-------- DATASET EXCERPTS
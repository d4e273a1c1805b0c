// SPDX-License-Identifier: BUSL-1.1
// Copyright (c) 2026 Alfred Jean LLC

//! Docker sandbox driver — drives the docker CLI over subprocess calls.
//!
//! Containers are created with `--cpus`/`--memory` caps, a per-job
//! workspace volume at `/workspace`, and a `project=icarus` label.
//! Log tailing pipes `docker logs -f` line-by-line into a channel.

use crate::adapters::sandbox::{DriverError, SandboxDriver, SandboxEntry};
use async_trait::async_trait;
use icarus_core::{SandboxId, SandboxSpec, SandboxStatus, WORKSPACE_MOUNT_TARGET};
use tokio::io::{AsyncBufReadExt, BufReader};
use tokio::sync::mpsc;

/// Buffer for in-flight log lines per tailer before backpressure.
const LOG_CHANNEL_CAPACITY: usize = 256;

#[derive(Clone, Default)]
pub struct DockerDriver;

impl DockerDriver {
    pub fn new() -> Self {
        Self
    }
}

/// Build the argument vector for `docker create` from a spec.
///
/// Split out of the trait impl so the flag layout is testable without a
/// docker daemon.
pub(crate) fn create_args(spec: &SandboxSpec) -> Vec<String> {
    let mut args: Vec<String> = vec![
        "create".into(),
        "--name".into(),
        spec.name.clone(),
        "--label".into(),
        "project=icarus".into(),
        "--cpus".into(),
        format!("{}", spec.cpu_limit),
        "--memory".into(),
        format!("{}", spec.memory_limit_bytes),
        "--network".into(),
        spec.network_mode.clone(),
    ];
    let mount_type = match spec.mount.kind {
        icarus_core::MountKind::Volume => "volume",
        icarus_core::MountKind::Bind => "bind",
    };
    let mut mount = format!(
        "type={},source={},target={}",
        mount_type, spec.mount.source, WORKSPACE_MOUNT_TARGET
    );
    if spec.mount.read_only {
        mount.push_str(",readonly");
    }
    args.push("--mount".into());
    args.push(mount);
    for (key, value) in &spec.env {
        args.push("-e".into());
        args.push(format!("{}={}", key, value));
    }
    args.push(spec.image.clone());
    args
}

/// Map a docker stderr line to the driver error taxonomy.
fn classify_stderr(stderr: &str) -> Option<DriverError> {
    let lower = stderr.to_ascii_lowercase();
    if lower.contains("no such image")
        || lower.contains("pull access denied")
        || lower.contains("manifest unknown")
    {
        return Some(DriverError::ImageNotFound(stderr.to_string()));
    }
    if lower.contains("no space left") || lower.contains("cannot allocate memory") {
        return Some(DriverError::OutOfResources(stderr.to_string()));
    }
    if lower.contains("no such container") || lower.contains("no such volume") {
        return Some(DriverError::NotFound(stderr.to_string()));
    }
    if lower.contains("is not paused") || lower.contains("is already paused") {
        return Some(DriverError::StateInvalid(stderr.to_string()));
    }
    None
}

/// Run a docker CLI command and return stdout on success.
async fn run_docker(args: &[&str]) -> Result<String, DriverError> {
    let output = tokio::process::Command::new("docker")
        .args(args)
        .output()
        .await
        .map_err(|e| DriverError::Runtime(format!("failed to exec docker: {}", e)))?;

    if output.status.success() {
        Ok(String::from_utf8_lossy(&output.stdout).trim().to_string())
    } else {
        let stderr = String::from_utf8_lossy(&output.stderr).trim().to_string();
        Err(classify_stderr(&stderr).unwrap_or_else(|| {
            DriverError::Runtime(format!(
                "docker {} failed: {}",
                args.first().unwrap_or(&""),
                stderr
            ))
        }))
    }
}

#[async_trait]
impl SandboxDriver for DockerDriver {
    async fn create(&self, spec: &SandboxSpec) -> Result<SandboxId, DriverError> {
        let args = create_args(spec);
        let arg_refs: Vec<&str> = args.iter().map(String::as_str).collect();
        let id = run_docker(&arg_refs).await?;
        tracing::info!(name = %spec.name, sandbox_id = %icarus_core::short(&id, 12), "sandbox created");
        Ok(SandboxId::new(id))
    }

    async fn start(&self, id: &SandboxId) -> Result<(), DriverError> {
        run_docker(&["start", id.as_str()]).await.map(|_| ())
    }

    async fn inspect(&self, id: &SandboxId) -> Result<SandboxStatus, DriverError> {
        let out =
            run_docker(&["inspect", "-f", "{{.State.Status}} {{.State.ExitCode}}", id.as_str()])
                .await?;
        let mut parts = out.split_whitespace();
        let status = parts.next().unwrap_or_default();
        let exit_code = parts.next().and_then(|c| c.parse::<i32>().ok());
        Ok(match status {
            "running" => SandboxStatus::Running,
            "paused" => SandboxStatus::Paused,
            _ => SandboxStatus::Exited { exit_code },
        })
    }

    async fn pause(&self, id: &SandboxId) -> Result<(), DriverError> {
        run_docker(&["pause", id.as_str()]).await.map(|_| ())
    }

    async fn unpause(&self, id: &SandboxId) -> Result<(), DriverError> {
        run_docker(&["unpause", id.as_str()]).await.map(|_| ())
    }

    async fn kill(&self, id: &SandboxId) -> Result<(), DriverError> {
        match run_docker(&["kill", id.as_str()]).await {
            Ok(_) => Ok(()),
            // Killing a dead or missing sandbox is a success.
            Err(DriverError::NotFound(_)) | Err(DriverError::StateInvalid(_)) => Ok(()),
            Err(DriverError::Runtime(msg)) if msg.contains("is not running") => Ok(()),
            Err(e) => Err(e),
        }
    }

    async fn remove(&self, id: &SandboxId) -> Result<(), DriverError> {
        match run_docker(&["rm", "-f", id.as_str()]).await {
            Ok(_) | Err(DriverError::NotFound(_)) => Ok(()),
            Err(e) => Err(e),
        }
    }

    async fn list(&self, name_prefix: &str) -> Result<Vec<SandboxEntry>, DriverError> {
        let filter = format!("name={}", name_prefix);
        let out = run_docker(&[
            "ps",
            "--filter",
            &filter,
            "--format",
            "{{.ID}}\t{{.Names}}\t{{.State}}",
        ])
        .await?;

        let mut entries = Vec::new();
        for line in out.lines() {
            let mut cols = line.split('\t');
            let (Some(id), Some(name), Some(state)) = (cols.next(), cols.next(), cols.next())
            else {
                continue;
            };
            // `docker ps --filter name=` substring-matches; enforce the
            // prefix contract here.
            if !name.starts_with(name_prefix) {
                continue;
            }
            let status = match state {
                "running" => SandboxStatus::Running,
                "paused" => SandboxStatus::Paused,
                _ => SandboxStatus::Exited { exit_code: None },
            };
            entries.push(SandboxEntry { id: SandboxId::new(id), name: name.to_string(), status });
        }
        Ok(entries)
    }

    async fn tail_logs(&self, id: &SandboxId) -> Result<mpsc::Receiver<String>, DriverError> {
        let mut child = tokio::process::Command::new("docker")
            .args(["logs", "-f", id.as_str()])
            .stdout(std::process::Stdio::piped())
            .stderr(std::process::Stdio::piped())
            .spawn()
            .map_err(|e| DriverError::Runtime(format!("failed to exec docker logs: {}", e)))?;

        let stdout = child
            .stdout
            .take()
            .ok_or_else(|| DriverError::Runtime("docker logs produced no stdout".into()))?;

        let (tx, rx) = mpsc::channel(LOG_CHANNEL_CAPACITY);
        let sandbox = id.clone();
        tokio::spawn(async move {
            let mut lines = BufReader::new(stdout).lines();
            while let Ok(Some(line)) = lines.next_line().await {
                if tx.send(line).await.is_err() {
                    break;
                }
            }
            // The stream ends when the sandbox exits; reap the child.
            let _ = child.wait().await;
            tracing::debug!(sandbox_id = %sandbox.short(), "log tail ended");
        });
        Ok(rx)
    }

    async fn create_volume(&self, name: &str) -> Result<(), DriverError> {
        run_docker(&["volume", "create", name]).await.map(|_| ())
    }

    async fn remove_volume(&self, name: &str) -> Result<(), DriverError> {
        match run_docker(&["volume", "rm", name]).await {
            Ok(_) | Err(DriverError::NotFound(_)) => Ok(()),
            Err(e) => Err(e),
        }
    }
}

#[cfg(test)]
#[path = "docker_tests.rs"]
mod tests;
----------------
TASK STATEMENT
How many lines in the records above contain the word "return"? Reply with the number alone.

OUTPUT BELOW
5